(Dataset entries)
········
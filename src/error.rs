// SPDX-FileCopyrightText: 2025 Semiotic AI, Inc.
//
// SPDX-License-Identifier: Apache-2.0
use thiserror::Error;

use crate::progress::StepName;

#[derive(Error, Debug)]
pub enum BridgeError {
    /// Input rejected before any network call.
    #[error("{0}")]
    Validation(String),

    #[error("Chain not supported: {chain}")]
    UnsupportedChain { chain: String },

    #[error("Invalid amount: {0}")]
    InvalidAmount(String),

    #[error("User rejected transaction: {0}")]
    UserRejected(String),

    /// Display reads "`<Step> step failed: <reason>`".
    #[error("{step} step failed: {reason}")]
    StepFailed { step: StepName, reason: String },

    /// Opaque failure reported by a transfer engine.
    #[error("{0}")]
    Engine(String),

    #[error("Network error: {0}")]
    Network(#[from] reqwest::Error),

    #[error("Provider error: {0}")]
    Provider(String),

    #[error("Contract call failed: {0}")]
    ContractCall(String),

    #[error("Attestation failed: {reason}")]
    AttestationFailed { reason: String },

    #[error("Timeout waiting for attestation")]
    AttestationTimeout,

    /// Iris answered 404; the burn is not indexed yet.
    #[error("Attestation not found")]
    AttestationNotFound,

    #[error("Rate limit exceeded, retry after {retry_after_seconds}s")]
    RateLimitExceeded { retry_after_seconds: u64 },

    #[error("Invalid configuration: {0}")]
    InvalidConfig(String),

    #[error("Invalid URL: {0}")]
    InvalidUrl(#[from] url::ParseError),

    #[error("RPC error: {0}")]
    Rpc(#[from] alloy_json_rpc::RpcError<alloy_transport::TransportErrorKind>),

    #[error("JSON error: {0}")]
    Json(#[from] serde_json::Error),

    #[error("Unit conversion error: {0}")]
    Units(#[from] alloy_primitives::utils::UnitsError),
}

impl BridgeError {
    pub fn validation(message: impl Into<String>) -> Self {
        Self::Validation(message.into())
    }
}

impl From<alloy_contract::Error> for BridgeError {
    fn from(error: alloy_contract::Error) -> Self {
        Self::ContractCall(error.to_string())
    }
}

pub type Result<T> = std::result::Result<T, BridgeError>;

#[cfg(test)]
mod tests {
    use super::*;

    #[test]
    fn test_mint_step_failure_message() {
        let error = BridgeError::StepFailed {
            step: StepName::Mint,
            reason: "insufficient funds for gas".to_string(),
        };
        assert_eq!(
            error.to_string(),
            "Mint step failed: insufficient funds for gas"
        );
    }

    #[test]
    fn test_validation_message_is_verbatim() {
        let error = BridgeError::validation("Wallet not connected");
        assert_eq!(error.to_string(), "Wallet not connected");
    }
}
········
= What the task asks =
Each record should be repeated in full, exactly as it is written.

= Written solution =
filename src/error.rs
// SPDX-FileCopyrightText: 2025 Semiotic AI, Inc.
//
// SPDX-License-Identifier: Apache-2.0
use thiserror::Error;

use crate::progress::StepName;

#[derive(Error, Debug)]
pub enum BridgeError {
    /// Input rejected before any network call.
    #[error("{0}")]
    Validation(String),

    #[error("Chain not supported: {chain}")]
    UnsupportedChain { chain: String },

    #[error("Invalid amount: {0}")]
    InvalidAmount(String),

    #[error("User rejected transaction: {0}")]
    UserRejected(String),

    /// Display reads "`<Step> step failed: <reason>`".
    #[error("{step} step failed: {reason}")]
    StepFailed { step: StepName, reason: String },

    /// Opaque failure reported by a transfer engine.
    #[error("{0}")]
    Engine(String),

    #[error("Network error: {0}")]
    Network(#[from] reqwest::Error),

    #[error("Provider error: {0}")]
    Provider(String),

    #[error("Contract call failed: {0}")]
    ContractCall(String),

    #[error("Attestation failed: {reason}")]
    AttestationFailed { reason: String },

    #[error("Timeout waiting for attestation")]
    AttestationTimeout,

    /// Iris answered 404; the burn is not indexed yet.
    #[error("Attestation not found")]
    AttestationNotFound,

    #[error("Rate limit exceeded, retry after {retry_after_seconds}s")]
    RateLimitExceeded { retry_after_seconds: u64 },

    #[error("Invalid configuration: {0}")]
    InvalidConfig(String),

    #[error("Invalid URL: {0}")]
    InvalidUrl(#[from] url::ParseError),

    #[error("RPC error: {0}")]
    Rpc(#[from] alloy_json_rpc::RpcError<alloy_transport::TransportErrorKind>),

    #[error("JSON error: {0}")]
    Json(#[from] serde_json::Error),

    #[error("Unit conversion error: {0}")]
    Units(#[from] alloy_primitives::utils::UnitsError),
}

impl BridgeError {
    pub fn validation(message: impl Into<String>) -> Self {
        Self::Validation(message.into())
    }
}

impl From<alloy_contract::Error> for BridgeError {
    fn from(error: alloy_contract::Error) -> Self {
        Self::ContractCall(error.to_string())
    }
}

pub type Result<T> = std::result::Result<T, BridgeError>;

#[cfg(test)]
mod tests {
    use super::*;

    #[test]
    fn test_mint_step_failure_message() {
        let error = BridgeError::StepFailed {
            step: StepName::Mint,
            reason: "insufficient funds for gas".to_string(),
        };
        assert_eq!(
            error.to_string(),
            "Mint step failed: insufficient funds for gas"
        );
    }

    #[test]
    fn test_validation_message_is_verbatim() {
        let error = BridgeError::validation("Wallet not connected");
        assert_eq!(error.to_string(), "Wallet not connected");
    }
}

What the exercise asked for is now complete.